Onderzoek naar de rol van porcien parvovirus bij Vlaamse biggen en vleesvarkens op PCV2-geassocieerde symptomen
Het Veepeileronderzoek dat voorafging aan dit project bevestigde al dat het aantal PCV2-positieve resultaten van PCR-onderzoek op bloed de voorbije jaren (van 2019 tot 2021) stijgt. Daarnaast blijkt dat er eveneens een stijging waar te nemen is in de virale lading van PCV2 in bloed dat onderzocht werd over deze jaren heen. In een vervolgonderzoek ging Veepeiler na of andere virale infecties (het porciene parvovirus en/of PCV2d) een rol speelden in deze stijging. Dit gebeurde door bloedmonsters waarin PCV2 teruggevonden werd te analyseren met behulp van de PathoSense.
>> Conclusie: De resultaten toonden een stijging aan van de totale hoeveelheid parvovirus wanneer de PCV2 PCR load stijgt. De stijging is waarneembaar voor de verschillende types parvovirus met uitzondering van parvovirus type 4 die geen enkele keer gedetecteerd werd bij een hoge PCV2 PCT load op PCR.

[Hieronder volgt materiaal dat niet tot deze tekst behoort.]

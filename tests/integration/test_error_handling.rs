// エラーハンドリングの統合テスト
use dispatch_bench::cli::{resolve_config, RunOptions};
use dispatch_bench::{verify_loops, BenchConfig, BenchError, BinaryOpFixture};
use std::io::Write;
use std::path::PathBuf;
use tempfile::NamedTempFile;

#[test]
fn test_loops_beyond_length_rejected_at_configuration() {
    let mut fixture = BinaryOpFixture::new();
    fixture.set_loops(5).unwrap();

    let error = fixture.set_loops(1000).unwrap_err();
    assert!(matches!(
        error,
        BenchError::LoopsOutOfRange {
            loops: 1000,
            length: 500
        }
    ));
    assert!(error.is_recoverable());
    // 拒否された場合は以前の値が維持される
    assert_eq!(fixture.loops(), 5);
}

#[test]
fn test_verify_stops_at_first_invalid_loops() {
    let mut fixture = BinaryOpFixture::with_length(16);
    let result = verify_loops(&mut fixture, &[4, 17, 8]);

    assert!(matches!(result, Err(BenchError::LoopsOutOfRange { loops: 17, .. })));
    assert_eq!(fixture.loops(), 4);
}

#[test]
fn test_config_file_with_invalid_loops() {
    let mut file = NamedTempFile::new().unwrap();
    file.write_all(br#"{ "length": 10, "loops": [5, 20] }"#).unwrap();

    let result = BenchConfig::load(file.path());
    assert!(matches!(result, Err(BenchError::LoopsOutOfRange { .. })));
}

#[test]
fn test_run_options_with_missing_config_file() {
    let options = RunOptions {
        config: Some(PathBuf::from("/nonexistent/dispatch_bench.json")),
        ..RunOptions::default()
    };

    let error = resolve_config(&options).unwrap_err();
    assert!(error.to_string().contains("/nonexistent/dispatch_bench.json"));
}
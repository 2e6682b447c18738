pub mod run;
pub mod verify;

pub use run::*;
pub use verify::*;
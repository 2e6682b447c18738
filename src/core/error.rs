// ベンチマークハーネスのカスタムエラー型定義

use super::types::DispatchStrategy;
use thiserror::Error;

/// ベンチマーク固有のエラー型
#[derive(Error, Debug)]
pub enum BenchError {
    #[error("ループ回数が範囲外です: loops={loops} (配列長: {length})")]
    LoopsOutOfRange { loops: usize, length: usize },

    #[error("設定エラー: {field} - {reason}")]
    InvalidConfiguration { field: String, reason: String },

    #[error(
        "計算結果の不一致: {strategy} index={index} expected={expected} actual={actual}"
    )]
    EquivalenceMismatch {
        strategy: DispatchStrategy,
        index: usize,
        expected: f64,
        actual: f64,
    },

    #[error("シリアライズエラー: {source}")]
    Serialization {
        #[from]
        source: serde_json::Error,
    },

    #[error("I/Oエラー: {path} - {source}")]
    Io {
        path: String,
        #[source]
        source: std::io::Error,
    },
}

/// ベンチマーク処理の結果型
pub type BenchResult<T> = Result<T, BenchError>;

impl BenchError {
    /// ループ回数範囲外エラーの作成
    pub fn loops_out_of_range(loops: usize, length: usize) -> Self {
        Self::LoopsOutOfRange { loops, length }
    }

    /// 設定エラーの作成
    pub fn invalid_configuration(field: impl Into<String>, reason: impl Into<String>) -> Self {
        Self::InvalidConfiguration {
            field: field.into(),
            reason: reason.into(),
        }
    }

    /// I/Oエラーの作成
    pub fn io(path: impl Into<String>, source: std::io::Error) -> Self {
        Self::Io {
            path: path.into(),
            source,
        }
    }

    /// エラーが回復可能かどうかを判定
    ///
    /// 計算結果の不一致は計測そのものが無意味になるため回復不能
    pub fn is_recoverable(&self) -> bool {
        match self {
            Self::LoopsOutOfRange { .. } | Self::InvalidConfiguration { .. } => true,
            Self::Io { .. } | Self::Serialization { .. } => true,
            Self::EquivalenceMismatch { .. } => false,
        }
    }
}
//! 計測対象の加算演算
//!
//! 同じ `lhs + rhs` を呼び出し方式ごとに別の型として提供する
//! （ベースラインとクロージャはフィクスチャ側で `+` を直接使う）：
//! - `AddOperation`: トレイトオブジェクト経由で呼ばれる実装
//! - `InlineAddOperation`: ジェネリクス経由で単相化されるゼロサイズ型

use crate::core::BinaryOp;

/// 動的ディスパッチ用の加算演算
#[derive(Debug, Clone, Default)]
pub struct AddOperation;

impl AddOperation {
    pub fn new() -> Self {
        Self
    }
}

impl BinaryOp for AddOperation {
    fn perform(&self, lhs: f64, rhs: f64) -> f64 {
        lhs + rhs
    }
}

/// 静的ディスパッチ用の加算演算（ゼロサイズ型）
#[derive(Debug, Clone, Copy, Default)]
pub struct InlineAddOperation;

impl BinaryOp for InlineAddOperation {
    #[inline(always)]
    fn perform(&self, lhs: f64, rhs: f64) -> f64 {
        lhs + rhs
    }
}
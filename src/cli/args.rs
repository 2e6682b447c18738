use clap::{Parser, Subcommand};
use std::path::PathBuf;

#[derive(Parser)]
#[command(name = "dispatch_bench")]
#[command(about = "Compare call-dispatch strategies for a binary arithmetic operation")]
#[command(version)]
pub struct Cli {
    #[command(subcommand)]
    pub command: Commands,
}

#[derive(Subcommand)]
pub enum Commands {
    /// Verify all strategies, then time them and print a summary
    Run {
        /// Loop counts to measure (repeatable; defaults to 5 and 500)
        #[arg(short, long)]
        loops: Vec<usize>,

        /// Timed calls per strategy and loop count
        #[arg(short, long)]
        iterations: Option<usize>,

        /// Untimed warm-up calls before each measurement
        #[arg(short, long)]
        warmup: Option<usize>,

        /// JSON configuration file
        #[arg(short, long)]
        config: Option<PathBuf>,

        /// Write a JSON report to this path
        #[arg(short, long)]
        output: Option<PathBuf>,

        /// Skip the equivalence check before timing
        #[arg(long)]
        skip_verify: bool,
    },

    /// Check that all strategies produce bit-identical output
    Verify {
        /// Loop counts to check (repeatable; defaults to 5 and 500)
        #[arg(short, long)]
        loops: Vec<usize>,

        /// Length of the input and output sequences
        #[arg(long, default_value = "500")]
        length: usize,
    },
}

Onderzoek naar de oorzaken van zeugensterfte op Belgische varkensbedrijven
De laatste jaren is een forse toename in zeugensterfte waar te nemen. Naast een zeer grote economische kost voor de varkenshouder betekent dit ook een probleem in het kader van dierenwelzijn. Verder is het ook nadelig voor de motivatie en het welbevinden van de varkenshouder. In dit Veepeilerproject gingen we op zoek naar de oorzaken van zeugensterfte op Belgische varkensbedrijven. Dit onderzoek kan een eerste stap zijn naar het invoeren van meer gerichte controlemaatregelen met een vermindering van de zeugensterfte en een betere rendabiliteit van de bedrijven tot gevolg. De bedrijven die in dit project werden opgevolgd hadden een zeugensterfte van minstens 5%.
>> Conclusie: de resultaten worden verwerkt.
Onderzoek naar het belang van oorbijten in het ontstaan van oortopnecrose
Met dit project onderzochten we de rol van oorbijten en oorzuigen bij het optreden van oortopnecrose bij varkens. Hiervoor werd het oorbijten nauwgezet opgevolgd en gekwantificeerd (aantal keer bijten, duur van bijten). Er werd een vergelijking gemaakt tussen aangetaste en niet-aangetaste varkens, en tussen hokken met hoge en lage prevalentie van oortopnecrose. Dit gebeurde op drie verschillende varkensbedrijven waar meer dan 30% van de gespeende biggen last hebben van oortopnecrose.
>> Conclusie: Biggen in hokken met een hoge prevalentie van oortopnecrose vertoonden dubbel zoveel manipulaties aan de oren in vergelijking met biggen in hokken met een lage prevalentie van oortopnecrose. De manipulatie (sabbelen) van de oren begint vooraleer de eerste oorletsels zichtbaar worden en er is steeds een tijdspanne van ongeveer 2 tot 3 weken tussen de piek in manipulaties en de piek in letsels. Het aantal manipulaties heeft een sterker effect op het voorkomen van letsels dan de duur van de manipulaties. Er werd geen correlatie gevonden tussen stalklimaat en letsels of tussen de aanwezigheid van verschillende bacteriën/virussen en het voorkomen van de letsels. De resultaten tonen een significant effect aan van orale manipulatie op het voorkomen van oortopnecrose.